> WORK INSTRUCTIONS: Your answer should contain every line of the records, transcribed word for word.

Stored records:
□ □ □ □ □

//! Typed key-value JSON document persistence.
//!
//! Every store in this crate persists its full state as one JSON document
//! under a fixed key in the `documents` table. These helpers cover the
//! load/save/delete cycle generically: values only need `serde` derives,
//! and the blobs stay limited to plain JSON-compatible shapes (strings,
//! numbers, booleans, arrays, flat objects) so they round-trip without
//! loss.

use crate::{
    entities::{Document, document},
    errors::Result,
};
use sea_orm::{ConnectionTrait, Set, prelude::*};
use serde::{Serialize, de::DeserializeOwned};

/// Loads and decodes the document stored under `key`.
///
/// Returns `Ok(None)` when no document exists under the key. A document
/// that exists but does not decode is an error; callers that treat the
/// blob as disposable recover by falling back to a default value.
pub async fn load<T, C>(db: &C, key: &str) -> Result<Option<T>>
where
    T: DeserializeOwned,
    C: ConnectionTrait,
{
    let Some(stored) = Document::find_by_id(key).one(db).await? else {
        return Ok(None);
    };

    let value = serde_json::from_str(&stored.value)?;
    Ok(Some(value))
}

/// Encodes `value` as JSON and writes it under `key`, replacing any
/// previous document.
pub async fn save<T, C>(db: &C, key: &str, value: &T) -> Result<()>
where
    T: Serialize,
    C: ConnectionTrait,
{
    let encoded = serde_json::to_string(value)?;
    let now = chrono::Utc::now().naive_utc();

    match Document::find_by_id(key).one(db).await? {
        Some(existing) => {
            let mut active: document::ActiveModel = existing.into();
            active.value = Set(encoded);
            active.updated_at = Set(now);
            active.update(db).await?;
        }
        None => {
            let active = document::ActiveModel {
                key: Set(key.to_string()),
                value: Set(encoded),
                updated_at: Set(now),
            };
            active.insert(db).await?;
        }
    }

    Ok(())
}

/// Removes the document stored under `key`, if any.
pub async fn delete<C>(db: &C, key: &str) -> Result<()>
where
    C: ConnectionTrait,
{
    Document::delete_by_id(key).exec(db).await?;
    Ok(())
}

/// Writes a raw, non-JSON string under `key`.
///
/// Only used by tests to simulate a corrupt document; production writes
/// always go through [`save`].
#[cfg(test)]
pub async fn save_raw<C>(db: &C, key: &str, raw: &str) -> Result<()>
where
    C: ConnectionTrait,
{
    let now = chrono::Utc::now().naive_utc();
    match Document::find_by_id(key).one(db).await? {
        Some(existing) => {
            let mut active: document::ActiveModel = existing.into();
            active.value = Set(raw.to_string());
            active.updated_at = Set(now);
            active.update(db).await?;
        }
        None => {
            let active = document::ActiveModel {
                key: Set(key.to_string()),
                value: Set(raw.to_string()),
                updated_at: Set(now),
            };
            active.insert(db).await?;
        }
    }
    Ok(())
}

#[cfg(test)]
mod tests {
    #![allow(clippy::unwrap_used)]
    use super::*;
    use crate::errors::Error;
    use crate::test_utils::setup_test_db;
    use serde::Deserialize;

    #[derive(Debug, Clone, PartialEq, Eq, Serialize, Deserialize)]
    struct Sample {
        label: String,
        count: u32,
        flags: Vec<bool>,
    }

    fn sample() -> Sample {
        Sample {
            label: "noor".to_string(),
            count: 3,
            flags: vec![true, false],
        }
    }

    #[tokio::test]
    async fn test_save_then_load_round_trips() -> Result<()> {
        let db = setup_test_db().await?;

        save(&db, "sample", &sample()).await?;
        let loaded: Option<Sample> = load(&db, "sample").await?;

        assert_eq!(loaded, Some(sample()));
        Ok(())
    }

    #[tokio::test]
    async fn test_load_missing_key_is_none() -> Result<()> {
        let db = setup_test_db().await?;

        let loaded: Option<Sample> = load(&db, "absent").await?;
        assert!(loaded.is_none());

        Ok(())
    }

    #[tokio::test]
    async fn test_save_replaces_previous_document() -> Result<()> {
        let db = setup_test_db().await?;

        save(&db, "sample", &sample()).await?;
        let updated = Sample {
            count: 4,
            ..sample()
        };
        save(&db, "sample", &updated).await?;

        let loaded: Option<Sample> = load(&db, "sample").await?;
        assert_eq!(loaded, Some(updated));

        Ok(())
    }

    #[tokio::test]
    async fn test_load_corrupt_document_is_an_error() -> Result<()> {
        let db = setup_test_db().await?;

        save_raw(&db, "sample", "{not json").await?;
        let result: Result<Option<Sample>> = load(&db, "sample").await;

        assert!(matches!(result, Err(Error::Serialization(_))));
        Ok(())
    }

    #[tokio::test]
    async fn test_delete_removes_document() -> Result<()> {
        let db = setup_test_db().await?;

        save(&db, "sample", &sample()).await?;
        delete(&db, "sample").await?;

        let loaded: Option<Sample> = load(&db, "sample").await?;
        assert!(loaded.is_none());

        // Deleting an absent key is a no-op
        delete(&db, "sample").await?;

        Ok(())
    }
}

□ □ □ □ □

> ANSWER TO THE EXERCISE:
//! Typed key-value JSON document persistence.
//!
//! Every store in this crate persists its full state as one JSON document
//! under a fixed key in the `documents` table. These helpers cover the
//! load/save/delete cycle generically: values only need `serde` derives,
//! and the blobs stay limited to plain JSON-compatible shapes (strings,
//! numbers, booleans, arrays, flat objects) so they round-trip without
//! loss.

use crate::{
    entities::{Document, document},
    errors::Result,
};
use sea_orm::{ConnectionTrait, Set, prelude::*};
use serde::{Serialize, de::DeserializeOwned};

/// Loads and decodes the document stored under `key`.
///
/// Returns `Ok(None)` when no document exists under the key. A document
/// that exists but does not decode is an error; callers that treat the
/// blob as disposable recover by falling back to a default value.
pub async fn load<T, C>(db: &C, key: &str) -> Result<Option<T>>
where
    T: DeserializeOwned,
    C: ConnectionTrait,
{
    let Some(stored) = Document::find_by_id(key).one(db).await? else {
        return Ok(None);
    };

    let value = serde_json::from_str(&stored.value)?;
    Ok(Some(value))
}

/// Encodes `value` as JSON and writes it under `key`, replacing any
/// previous document.
pub async fn save<T, C>(db: &C, key: &str, value: &T) -> Result<()>
where
    T: Serialize,
    C: ConnectionTrait,
{
    let encoded = serde_json::to_string(value)?;
    let now = chrono::Utc::now().naive_utc();

    match Document::find_by_id(key).one(db).await? {
        Some(existing) => {
            let mut active: document::ActiveModel = existing.into();
            active.value = Set(encoded);
            active.updated_at = Set(now);
            active.update(db).await?;
        }
        None => {
            let active = document::ActiveModel {
                key: Set(key.to_string()),
                value: Set(encoded),
                updated_at: Set(now),
            };
            active.insert(db).await?;
        }
    }

    Ok(())
}

/// Removes the document stored under `key`, if any.
pub async fn delete<C>(db: &C, key: &str) -> Result<()>
where
    C: ConnectionTrait,
{
    Document::delete_by_id(key).exec(db).await?;
    Ok(())
}

/// Writes a raw, non-JSON string under `key`.
///
/// Only used by tests to simulate a corrupt document; production writes
/// always go through [`save`].
#[cfg(test)]
pub async fn save_raw<C>(db: &C, key: &str, raw: &str) -> Result<()>
where
    C: ConnectionTrait,
{
    let now = chrono::Utc::now().naive_utc();
    match Document::find_by_id(key).one(db).await? {
        Some(existing) => {
            let mut active: document::ActiveModel = existing.into();
            active.value = Set(raw.to_string());
            active.updated_at = Set(now);
            active.update(db).await?;
        }
        None => {
            let active = document::ActiveModel {
                key: Set(key.to_string()),
                value: Set(raw.to_string()),
                updated_at: Set(now),
            };
            active.insert(db).await?;
        }
    }
    Ok(())
}

#[cfg(test)]
mod tests {
    #![allow(clippy::unwrap_used)]
    use super::*;
    use crate::errors::Error;
    use crate::test_utils::setup_test_db;
    use serde::Deserialize;

    #[derive(Debug, Clone, PartialEq, Eq, Serialize, Deserialize)]
    struct Sample {
        label: String,
        count: u32,
        flags: Vec<bool>,
    }

    fn sample() -> Sample {
        Sample {
            label: "noor".to_string(),
            count: 3,
            flags: vec![true, false],
        }
    }

    #[tokio::test]
    async fn test_save_then_load_round_trips() -> Result<()> {
        let db = setup_test_db().await?;

        save(&db, "sample", &sample()).await?;
        let loaded: Option<Sample> = load(&db, "sample").await?;

        assert_eq!(loaded, Some(sample()));
        Ok(())
    }

    #[tokio::test]
    async fn test_load_missing_key_is_none() -> Result<()> {
        let db = setup_test_db().await?;

        let loaded: Option<Sample> = load(&db, "absent").await?;
        assert!(loaded.is_none());

        Ok(())
    }

    #[tokio::test]
    async fn test_save_replaces_previous_document() -> Result<()> {
        let db = setup_test_db().await?;

        save(&db, "sample", &sample()).await?;
        let updated = Sample {
            count: 4,
            ..sample()
        };
        save(&db, "sample", &updated).await?;

        let loaded: Option<Sample> = load(&db, "sample").await?;
        assert_eq!(loaded, Some(updated));

        Ok(())
    }

    #[tokio::test]
    async fn test_load_corrupt_document_is_an_error() -> Result<()> {
        let db = setup_test_db().await?;

        save_raw(&db, "sample", "{not json").await?;
        let result: Result<Option<Sample>> = load(&db, "sample").await;

        assert!(matches!(result, Err(Error::Serialization(_))));
        Ok(())
    }

    #[tokio::test]
    async fn test_delete_removes_document() -> Result<()> {
        let db = setup_test_db().await?;

        save(&db, "sample", &sample()).await?;
        delete(&db, "sample").await?;

        let loaded: Option<Sample> = load(&db, "sample").await?;
        assert!(loaded.is_none());

        // Deleting an absent key is a no-op
        delete(&db, "sample").await?;

        Ok(())
    }
}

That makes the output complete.